Blades Business Crew
- Founding location: Sheffield
- Years active: 1983–present
- Territory: Sheffield area
- Membership (est.): 1000–2500^{[citation needed]}
- Criminal activities: Football hooliganism, riots and fighting

= Blades Business Crew =

Football hooligan group in Sheffield

Blades Business Crew (BBC) is a football hooligan firm linked to the English football club, Sheffield United F.C.

The term 'Blades' is taken from the football club's nickname, "The Blades".

==Background==
A notable former member of the Blades Business Crew is former Housemartins and Beautiful South front man Paul Heaton. In March 1998, a member of the firm was imprisoned for knocking out the linesman during a Division One game against Portsmouth.

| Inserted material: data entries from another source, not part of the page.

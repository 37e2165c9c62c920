//! Audio router — distance/isolation volume mixing for remote tracks.
//!
//! DESIGN
//! ======
//! The router owns no avatar state; it reads the presence store and applies
//! per-participant volume multipliers to opaque transport track handles.
//! Instead of subscribing to the store it polls the store's revision (plus a
//! dirty flag raised by track lifecycle events), so a pass is skipped
//! entirely when nothing relevant changed.
//!
//! ERROR HANDLING
//! ==============
//! A volume write against a not-yet-ready track is swallowed: the cached
//! value for that track is invalidated so the next trigger retries. Nothing
//! in this module is fatal; worst case is a stale volume that self-heals on
//! the next pass.

use std::collections::HashMap;

use tracing::{debug, warn};

use crate::avatar::AvatarState;
use crate::presence::PresenceStore;
use crate::room::{AudioProfile, Falloff, RoomCatalog};

const DEFAULT_MIN_AUDIBLE: f64 = 0.02;
const DEFAULT_VOLUME_EPSILON: f64 = 0.01;

/// Exponent of the perceptual (logarithmic) falloff curve.
const LOG_FALLOFF_EXPONENT: f64 = 2.2;

// =============================================================================
// TRANSPORT BOUNDARY
// =============================================================================

/// Failure applying a volume to a transport track.
#[derive(Debug, thiserror::Error)]
pub enum TrackError {
    /// The track exists but its playback element is not attached yet.
    #[error("track is not ready")]
    NotReady,
    #[error("transport failure: {0}")]
    Transport(String),
}

/// Opaque per-participant audio handle exposed by the transport layer.
/// `Send` so the router can live inside the scene loop task.
pub trait AudioTrack: Send {
    fn set_volume(&self, volume: f64) -> Result<(), TrackError>;
}

/// Track lifecycle notification from the transport.
#[derive(Debug, Clone, Copy, PartialEq, Eq)]
pub enum TrackEvent {
    Subscribed,
    Unsubscribed,
    Published,
}

// =============================================================================
// CONFIG
// =============================================================================

/// Mixing thresholds, loaded from environment variables.
#[derive(Debug, Clone, Copy)]
pub struct AudioConfig {
    /// Positive volumes are floored here so distant speech stays faintly present.
    pub min_audible: f64,
    /// Writes are suppressed when within this distance of the last applied value.
    pub volume_epsilon: f64,
}

impl AudioConfig {
    #[must_use]
    pub fn from_env() -> Self {
        Self {
            min_audible: crate::env_parse("CAMPUS_MIN_AUDIBLE", DEFAULT_MIN_AUDIBLE),
            volume_epsilon: crate::env_parse("CAMPUS_VOLUME_EPSILON", DEFAULT_VOLUME_EPSILON),
        }
    }
}

impl Default for AudioConfig {
    fn default() -> Self {
        Self { min_audible: DEFAULT_MIN_AUDIBLE, volume_epsilon: DEFAULT_VOLUME_EPSILON }
    }
}

// =============================================================================
// VOLUME MODEL
// =============================================================================

/// Distance attenuation for a profile: 1 inside `min_distance`, 0 at or
/// beyond `max_distance`, interpolated between.
#[must_use]
pub fn falloff_gain(profile: &AudioProfile, distance: f64) -> f64 {
    if distance <= profile.min_distance {
        return 1.0;
    }
    if distance >= profile.max_distance {
        return 0.0;
    }
    let t = (distance - profile.min_distance) / (profile.max_distance - profile.min_distance);
    match profile.falloff {
        Falloff::Linear => 1.0 - t,
        Falloff::Logarithmic => (1.0 - t).powf(LOG_FALLOFF_EXPONENT),
    }
}

/// Cross-room bleed factor: 1 when both avatars share a room, otherwise the
/// complement of the stronger room isolation.
#[must_use]
pub fn isolation_factor(local: &AvatarState, remote: &AvatarState, catalog: &RoomCatalog) -> f64 {
    if local.room_id == remote.room_id {
        return 1.0;
    }
    let iso = |room_id: &str| catalog.room(room_id).map_or(0.0, |r| r.audio_profile.isolation);
    (1.0 - iso(&local.room_id).max(iso(&remote.room_id))).max(0.0)
}

/// Playback volume multiplier for one remote participant, in `[0, 1]`.
///
/// The governing profile is the remote avatar's room profile when its room
/// is known, else the local avatar's.
#[must_use]
pub fn compute_volume(
    local: &AvatarState,
    remote: &AvatarState,
    catalog: &RoomCatalog,
    speaker_enabled: bool,
    min_audible: f64,
) -> f64 {
    if !speaker_enabled {
        return 0.0;
    }
    let Some(profile) = catalog
        .room(&remote.room_id)
        .or_else(|| catalog.room(&local.room_id))
        .map(|r| r.audio_profile)
    else {
        return 0.0;
    };

    let distance = local.position.distance(remote.position);
    let volume = falloff_gain(&profile, distance) * isolation_factor(local, remote, catalog);
    if volume > 0.0 { volume.max(min_audible) } else { 0.0 }
}

// =============================================================================
// ROUTER
// =============================================================================

/// Applies computed volumes to registered transport tracks, with a per-track
/// cache to suppress redundant writes.
pub struct AudioRouter {
    tracks: HashMap<String, Box<dyn AudioTrack>>,
    /// Last successfully applied volume per avatar id.
    applied: HashMap<String, f64>,
    last_revision: Option<u64>,
    dirty: bool,
    config: AudioConfig,
}

impl AudioRouter {
    #[must_use]
    pub fn new(config: AudioConfig) -> Self {
        Self {
            tracks: HashMap::new(),
            applied: HashMap::new(),
            last_revision: None,
            dirty: false,
            config,
        }
    }

    /// Attach a transport track for a participant. Replaces any previous
    /// handle and forces a recompute on the next pass.
    pub fn register_track(&mut self, avatar_id: impl Into<String>, track: Box<dyn AudioTrack>) {
        let avatar_id = avatar_id.into();
        self.applied.remove(&avatar_id);
        self.tracks.insert(avatar_id, track);
        self.dirty = true;
    }

    pub fn remove_track(&mut self, avatar_id: &str) {
        self.tracks.remove(avatar_id);
        self.applied.remove(avatar_id);
        self.dirty = true;
    }

    /// Transport lifecycle callback; any event invalidates the cache for
    /// that track and schedules a pass.
    pub fn handle_track_event(&mut self, avatar_id: &str, event: TrackEvent) {
        debug!(avatar_id, ?event, "track lifecycle event");
        self.applied.remove(avatar_id);
        self.dirty = true;
    }

    #[must_use]
    pub fn track_count(&self) -> usize {
        self.tracks.len()
    }

    /// Recompute and apply volumes if the store changed since the last pass
    /// or a track event arrived. Returns the number of volume writes made.
    pub fn route(&mut self, store: &PresenceStore) -> usize {
        if !self.dirty && self.last_revision == Some(store.revision()) {
            return 0;
        }
        self.route_now(store)
    }

    /// Unconditional recompute-and-apply pass (used on mount).
    pub fn route_now(&mut self, store: &PresenceStore) -> usize {
        self.last_revision = Some(store.revision());
        self.dirty = false;

        let Some(local) = store.local_avatar() else {
            // No local anchor to mix against; retry once one appears.
            self.dirty = true;
            return 0;
        };

        let speaker = store.speaker_enabled();
        let mut writes = 0;
        for (avatar_id, track) in &self.tracks {
            let Some(remote) = store.avatar(avatar_id) else {
                continue;
            };
            if remote.is_local {
                continue;
            }
            let volume = compute_volume(local, remote, store.catalog(), speaker, self.config.min_audible);

            if let Some(&last) = self.applied.get(avatar_id) {
                if (volume - last).abs() < self.config.volume_epsilon {
                    continue;
                }
            }
            match track.set_volume(volume) {
                Ok(()) => {
                    self.applied.insert(avatar_id.clone(), volume);
                    writes += 1;
                }
                Err(err) => {
                    // Transient: drop the cache entry so the next pass retries.
                    warn!(avatar_id, error = %err, "volume write failed; will retry");
                    self.applied.remove(avatar_id);
                    self.dirty = true;
                }
            }
        }
        writes
    }
}

impl Default for AudioRouter {
    fn default() -> Self {
        Self::new(AudioConfig::from_env())
    }
}

// =============================================================================
// TESTS
// =============================================================================

#[cfg(test)]
#[path = "audio_test.rs"]
mod tests;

Though now not as active as they were in the 1980s and 1990s, the Crew have been the subject of numerous incidents of fan trouble in recent years. Following the Battle of Bramall Lane in 2002, in which a Division One fixture against West Bromwich Albion was abandoned due to having only six players left on the pitch, fans of the two clubs were involved in fighting outside the ground. During United's 5-3 Division One victory over Cardiff City in 2003, there were numerous incidents of coin-throwing and violence between supporters, and four Cardiff fans were injured. In May 2011, Blades hooligans threw missiles at visiting Barnsley fans at Sheffield station following the clubs' relegation from the Championship. Three men were later convicted with affray. In March 2012, four members of the firm attacked a group of teenage Brentford fans after the League One clash at Griffin Park.
Recent members include Kev Kharas of the London band Real Lies, who claimed to have been "completely intoxicated by the organisation" after meeting a member on a National Express coach, and speaking to him on and off for a quarter of an hour.

==In popular culture==
The book, Blades Business Crew: The Inside Story of a Football Hooligan Gang, published in 2002, was written by a member of the firm, Steve Cowens, who had been associated with them since the early 1980s. As well as informing readers about the activities of the Blades Business Crew, he also told stories of numerous other football firms, including those of smaller and less well known clubs.